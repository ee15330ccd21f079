//! Core value model for sigval.
//!
//! This crate contains:
//! - Units with composition and dimension checks
//! - Scalar values, range-bounded vectors and time-indexed series
//! - Series algebra over aligned timestamps (arithmetic, comparison,
//!   logic, resampling, hysteresis)
//! - Histogram summaries
//! - The pack contract used for persistence, and the unit catalog seam
//! - The chart rendering seam and the response envelope
//!
//! | Container | Range | Time-indexed | Pack layout |
//! |-----------|-------|--------------|-------------|
//! | [`ScalarValue`] | none | no | `[value]` |
//! | [`BoundedVector`] | mandatory | no | `[min, max, values...]` |
//! | [`TimeSeries`] | mandatory | yes | `[min, max, values...]` |
//! | [`BooleanTimeSeries`] | `[0, 1]` | yes | `[0, 1, values...]` |
//! | [`PercentageTimeSeries`] | `[0, 100]` | yes | `[0, 100, values...]` |
//! | [`HistogramSummary`] | n/a | no | `[max, min, sigma, mean, (edge, count)...]` |

pub mod catalog;
pub mod domain;
pub mod envelope;
pub mod error;
pub mod histogram;
pub mod pack;
pub mod plot;
pub mod signal;

// Values
pub use domain::{
    known_label, BoundedVector, BoundedVectorBuilder, Number, ScalarValue, Unit, UtcDateTime,
    ValueDomain, KNOWN_UNITS,
};
pub use histogram::{BinSpec, HistogramSummary, PlotConfig, MAX_BINS};
pub use signal::arithmetic::ArithmeticOp;
pub use signal::compare::CompareOp;
pub use signal::operand::Operand;
pub use signal::{
    BooleanTimeSeries, PercentageTimeSeries, SeriesValues, TimeSeries, TimeSeriesBuilder,
    Timestamp,
};

// Persistence seams
pub use catalog::{CatalogError, InMemoryUnitCatalog, UnitCatalog, UnitIdCache, UnitKey, UnitRecord};
pub use pack::{Pack, Packed, ResultKind};

// Charts
pub use plot::{
    BarOrientation, BoxStats, ChartFormat, ChartKind, ChartRenderer, ChartRequest, ChartSeries,
    ChartSize, Extent, JsonChartRenderer, PlotOptions, RenderedChart, SvgChartRenderer,
};

// Envelope and errors
pub use envelope::{Envelope, EnvelopeError, EnvelopeMeta, SCHEMA_VERSION};
pub use error::{CoreError, PackError, PlotError, SignalError, UnitError, ValidationError};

+--

Work request:
For each line in the data, set it down again exactly.

Exercise solution:
repository ee15330ccd21f079
//! Core value model for sigval.
//!
//! This crate contains:
//! - Units with composition and dimension checks
//! - Scalar values, range-bounded vectors and time-indexed series
//! - Series algebra over aligned timestamps (arithmetic, comparison,
//!   logic, resampling, hysteresis)
//! - Histogram summaries
//! - The pack contract used for persistence, and the unit catalog seam
//! - The chart rendering seam and the response envelope
//!
//! | Container | Range | Time-indexed | Pack layout |
//! |-----------|-------|--------------|-------------|
//! | [`ScalarValue`] | none | no | `[value]` |
//! | [`BoundedVector`] | mandatory | no | `[min, max, values...]` |
//! | [`TimeSeries`] | mandatory | yes | `[min, max, values...]` |
//! | [`BooleanTimeSeries`] | `[0, 1]` | yes | `[0, 1, values...]` |
//! | [`PercentageTimeSeries`] | `[0, 100]` | yes | `[0, 100, values...]` |
//! | [`HistogramSummary`] | n/a | no | `[max, min, sigma, mean, (edge, count)...]` |

pub mod catalog;
pub mod domain;
pub mod envelope;
pub mod error;
pub mod histogram;
pub mod pack;
pub mod plot;
pub mod signal;

// Values
pub use domain::{
    known_label, BoundedVector, BoundedVectorBuilder, Number, ScalarValue, Unit, UtcDateTime,
    ValueDomain, KNOWN_UNITS,
};
pub use histogram::{BinSpec, HistogramSummary, PlotConfig, MAX_BINS};
pub use signal::arithmetic::ArithmeticOp;
pub use signal::compare::CompareOp;
pub use signal::operand::Operand;
pub use signal::{
    BooleanTimeSeries, PercentageTimeSeries, SeriesValues, TimeSeries, TimeSeriesBuilder,
    Timestamp,
};

// Persistence seams
pub use catalog::{CatalogError, InMemoryUnitCatalog, UnitCatalog, UnitIdCache, UnitKey, UnitRecord};
pub use pack::{Pack, Packed, ResultKind};

// Charts
pub use plot::{
    BarOrientation, BoxStats, ChartFormat, ChartKind, ChartRenderer, ChartRequest, ChartSeries,
    ChartSize, Extent, JsonChartRenderer, PlotOptions, RenderedChart, SvgChartRenderer,
};

// Envelope and errors
pub use envelope::{Envelope, EnvelopeError, EnvelopeMeta, SCHEMA_VERSION};
pub use error::{CoreError, PackError, PlotError, SignalError, UnitError, ValidationError};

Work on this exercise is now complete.